## What to produce
Without omitting anything, return the records precisely as given.

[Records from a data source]
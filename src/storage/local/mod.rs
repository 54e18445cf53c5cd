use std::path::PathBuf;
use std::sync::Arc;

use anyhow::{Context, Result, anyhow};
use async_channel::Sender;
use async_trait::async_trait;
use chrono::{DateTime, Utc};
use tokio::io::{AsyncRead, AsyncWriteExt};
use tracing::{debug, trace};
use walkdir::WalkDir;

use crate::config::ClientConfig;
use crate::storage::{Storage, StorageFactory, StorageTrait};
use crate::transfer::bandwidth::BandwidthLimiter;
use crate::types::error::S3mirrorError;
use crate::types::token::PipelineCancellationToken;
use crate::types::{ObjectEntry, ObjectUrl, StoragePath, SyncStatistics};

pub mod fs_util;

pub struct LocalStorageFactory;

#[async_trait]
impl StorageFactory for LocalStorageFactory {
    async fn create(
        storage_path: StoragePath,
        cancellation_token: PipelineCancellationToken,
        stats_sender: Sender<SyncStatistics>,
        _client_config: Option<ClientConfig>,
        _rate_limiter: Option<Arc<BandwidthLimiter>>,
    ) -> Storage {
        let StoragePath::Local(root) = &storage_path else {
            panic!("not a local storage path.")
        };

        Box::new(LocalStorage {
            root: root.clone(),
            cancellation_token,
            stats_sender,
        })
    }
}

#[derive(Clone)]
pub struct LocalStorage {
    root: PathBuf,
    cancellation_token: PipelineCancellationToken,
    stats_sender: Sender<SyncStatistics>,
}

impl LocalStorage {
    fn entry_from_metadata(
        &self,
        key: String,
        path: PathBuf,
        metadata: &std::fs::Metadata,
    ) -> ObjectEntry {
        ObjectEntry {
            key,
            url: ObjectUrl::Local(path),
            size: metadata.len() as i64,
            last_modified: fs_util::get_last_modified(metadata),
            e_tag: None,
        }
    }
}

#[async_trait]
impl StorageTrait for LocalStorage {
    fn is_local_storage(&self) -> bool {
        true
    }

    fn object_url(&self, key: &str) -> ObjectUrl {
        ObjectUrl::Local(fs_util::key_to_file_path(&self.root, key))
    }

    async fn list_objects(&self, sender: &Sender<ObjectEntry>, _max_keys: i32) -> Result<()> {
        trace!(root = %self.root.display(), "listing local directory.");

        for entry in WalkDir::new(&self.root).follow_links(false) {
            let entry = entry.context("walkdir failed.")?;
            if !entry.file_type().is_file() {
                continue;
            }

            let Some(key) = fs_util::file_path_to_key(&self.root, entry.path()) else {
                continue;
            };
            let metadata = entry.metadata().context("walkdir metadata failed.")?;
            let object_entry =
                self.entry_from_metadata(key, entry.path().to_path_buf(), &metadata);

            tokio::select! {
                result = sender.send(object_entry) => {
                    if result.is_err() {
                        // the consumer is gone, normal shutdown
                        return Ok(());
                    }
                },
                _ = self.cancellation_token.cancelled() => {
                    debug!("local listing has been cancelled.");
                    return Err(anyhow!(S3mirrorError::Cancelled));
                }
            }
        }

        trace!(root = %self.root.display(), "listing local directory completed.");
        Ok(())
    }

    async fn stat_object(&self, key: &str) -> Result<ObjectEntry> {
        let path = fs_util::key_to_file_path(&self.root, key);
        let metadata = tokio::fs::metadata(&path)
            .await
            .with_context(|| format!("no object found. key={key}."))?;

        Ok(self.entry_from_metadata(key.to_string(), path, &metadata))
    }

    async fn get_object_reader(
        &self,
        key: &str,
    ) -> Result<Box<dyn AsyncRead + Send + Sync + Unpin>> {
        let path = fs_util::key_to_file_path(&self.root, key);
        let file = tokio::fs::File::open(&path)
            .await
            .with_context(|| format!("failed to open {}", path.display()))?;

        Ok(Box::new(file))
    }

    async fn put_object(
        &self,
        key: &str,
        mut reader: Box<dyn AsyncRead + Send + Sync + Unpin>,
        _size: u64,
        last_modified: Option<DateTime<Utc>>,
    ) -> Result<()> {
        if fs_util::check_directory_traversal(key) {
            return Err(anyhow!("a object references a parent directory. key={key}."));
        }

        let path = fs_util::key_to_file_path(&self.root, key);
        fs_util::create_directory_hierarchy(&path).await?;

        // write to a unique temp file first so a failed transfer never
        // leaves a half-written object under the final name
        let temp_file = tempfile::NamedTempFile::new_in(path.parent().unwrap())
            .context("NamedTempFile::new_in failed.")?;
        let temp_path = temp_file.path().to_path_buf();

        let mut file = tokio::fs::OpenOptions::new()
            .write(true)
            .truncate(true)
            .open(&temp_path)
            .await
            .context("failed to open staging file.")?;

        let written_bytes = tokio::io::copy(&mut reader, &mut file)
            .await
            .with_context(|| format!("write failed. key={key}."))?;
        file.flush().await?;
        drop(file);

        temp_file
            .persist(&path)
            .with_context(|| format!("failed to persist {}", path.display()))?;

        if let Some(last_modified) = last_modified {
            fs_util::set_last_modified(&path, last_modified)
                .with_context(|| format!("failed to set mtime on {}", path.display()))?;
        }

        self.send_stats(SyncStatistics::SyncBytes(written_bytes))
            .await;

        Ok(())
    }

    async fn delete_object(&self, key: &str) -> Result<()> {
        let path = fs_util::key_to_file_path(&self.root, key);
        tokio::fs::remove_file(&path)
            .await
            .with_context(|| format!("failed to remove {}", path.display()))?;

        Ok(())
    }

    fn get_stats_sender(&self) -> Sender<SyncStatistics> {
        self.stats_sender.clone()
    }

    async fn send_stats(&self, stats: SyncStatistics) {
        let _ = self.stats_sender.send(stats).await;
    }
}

## Answer below
filename src/storage/local/mod.rs
repository 54e18445cf53c5cd
use std::path::PathBuf;
use std::sync::Arc;

use anyhow::{Context, Result, anyhow};
use async_channel::Sender;
use async_trait::async_trait;
use chrono::{DateTime, Utc};
use tokio::io::{AsyncRead, AsyncWriteExt};
use tracing::{debug, trace};
use walkdir::WalkDir;

use crate::config::ClientConfig;
use crate::storage::{Storage, StorageFactory, StorageTrait};
use crate::transfer::bandwidth::BandwidthLimiter;
use crate::types::error::S3mirrorError;
use crate::types::token::PipelineCancellationToken;
use crate::types::{ObjectEntry, ObjectUrl, StoragePath, SyncStatistics};

pub mod fs_util;

pub struct LocalStorageFactory;

#[async_trait]
impl StorageFactory for LocalStorageFactory {
    async fn create(
        storage_path: StoragePath,
        cancellation_token: PipelineCancellationToken,
        stats_sender: Sender<SyncStatistics>,
        _client_config: Option<ClientConfig>,
        _rate_limiter: Option<Arc<BandwidthLimiter>>,
    ) -> Storage {
        let StoragePath::Local(root) = &storage_path else {
            panic!("not a local storage path.")
        };

        Box::new(LocalStorage {
            root: root.clone(),
            cancellation_token,
            stats_sender,
        })
    }
}

#[derive(Clone)]
pub struct LocalStorage {
    root: PathBuf,
    cancellation_token: PipelineCancellationToken,
    stats_sender: Sender<SyncStatistics>,
}

impl LocalStorage {
    fn entry_from_metadata(
        &self,
        key: String,
        path: PathBuf,
        metadata: &std::fs::Metadata,
    ) -> ObjectEntry {
        ObjectEntry {
            key,
            url: ObjectUrl::Local(path),
            size: metadata.len() as i64,
            last_modified: fs_util::get_last_modified(metadata),
            e_tag: None,
        }
    }
}

#[async_trait]
impl StorageTrait for LocalStorage {
    fn is_local_storage(&self) -> bool {
        true
    }

    fn object_url(&self, key: &str) -> ObjectUrl {
        ObjectUrl::Local(fs_util::key_to_file_path(&self.root, key))
    }

    async fn list_objects(&self, sender: &Sender<ObjectEntry>, _max_keys: i32) -> Result<()> {
        trace!(root = %self.root.display(), "listing local directory.");

        for entry in WalkDir::new(&self.root).follow_links(false) {
            let entry = entry.context("walkdir failed.")?;
            if !entry.file_type().is_file() {
                continue;
            }

            let Some(key) = fs_util::file_path_to_key(&self.root, entry.path()) else {
                continue;
            };
            let metadata = entry.metadata().context("walkdir metadata failed.")?;
            let object_entry =
                self.entry_from_metadata(key, entry.path().to_path_buf(), &metadata);

            tokio::select! {
                result = sender.send(object_entry) => {
                    if result.is_err() {
                        // the consumer is gone, normal shutdown
                        return Ok(());
                    }
                },
                _ = self.cancellation_token.cancelled() => {
                    debug!("local listing has been cancelled.");
                    return Err(anyhow!(S3mirrorError::Cancelled));
                }
            }
        }

        trace!(root = %self.root.display(), "listing local directory completed.");
        Ok(())
    }

    async fn stat_object(&self, key: &str) -> Result<ObjectEntry> {
        let path = fs_util::key_to_file_path(&self.root, key);
        let metadata = tokio::fs::metadata(&path)
            .await
            .with_context(|| format!("no object found. key={key}."))?;

        Ok(self.entry_from_metadata(key.to_string(), path, &metadata))
    }

    async fn get_object_reader(
        &self,
        key: &str,
    ) -> Result<Box<dyn AsyncRead + Send + Sync + Unpin>> {
        let path = fs_util::key_to_file_path(&self.root, key);
        let file = tokio::fs::File::open(&path)
            .await
            .with_context(|| format!("failed to open {}", path.display()))?;

        Ok(Box::new(file))
    }

    async fn put_object(
        &self,
        key: &str,
        mut reader: Box<dyn AsyncRead + Send + Sync + Unpin>,
        _size: u64,
        last_modified: Option<DateTime<Utc>>,
    ) -> Result<()> {
        if fs_util::check_directory_traversal(key) {
            return Err(anyhow!("a object references a parent directory. key={key}."));
        }

        let path = fs_util::key_to_file_path(&self.root, key);
        fs_util::create_directory_hierarchy(&path).await?;

        // write to a unique temp file first so a failed transfer never
        // leaves a half-written object under the final name
        let temp_file = tempfile::NamedTempFile::new_in(path.parent().unwrap())
            .context("NamedTempFile::new_in failed.")?;
        let temp_path = temp_file.path().to_path_buf();

        let mut file = tokio::fs::OpenOptions::new()
            .write(true)
            .truncate(true)
            .open(&temp_path)
            .await
            .context("failed to open staging file.")?;

        let written_bytes = tokio::io::copy(&mut reader, &mut file)
            .await
            .with_context(|| format!("write failed. key={key}."))?;
        file.flush().await?;
        drop(file);

        temp_file
            .persist(&path)
            .with_context(|| format!("failed to persist {}", path.display()))?;

        if let Some(last_modified) = last_modified {
            fs_util::set_last_modified(&path, last_modified)
                .with_context(|| format!("failed to set mtime on {}", path.display()))?;
        }

        self.send_stats(SyncStatistics::SyncBytes(written_bytes))
            .await;

        Ok(())
    }

    async fn delete_object(&self, key: &str) -> Result<()> {
        let path = fs_util::key_to_file_path(&self.root, key);
        tokio::fs::remove_file(&path)
            .await
            .with_context(|| format!("failed to remove {}", path.display()))?;

        Ok(())
    }

    fn get_stats_sender(&self) -> Sender<SyncStatistics> {
        self.stats_sender.clone()
    }

    async fn send_stats(&self, stats: SyncStatistics) {
        let _ = self.stats_sender.send(stats).await;
    }
}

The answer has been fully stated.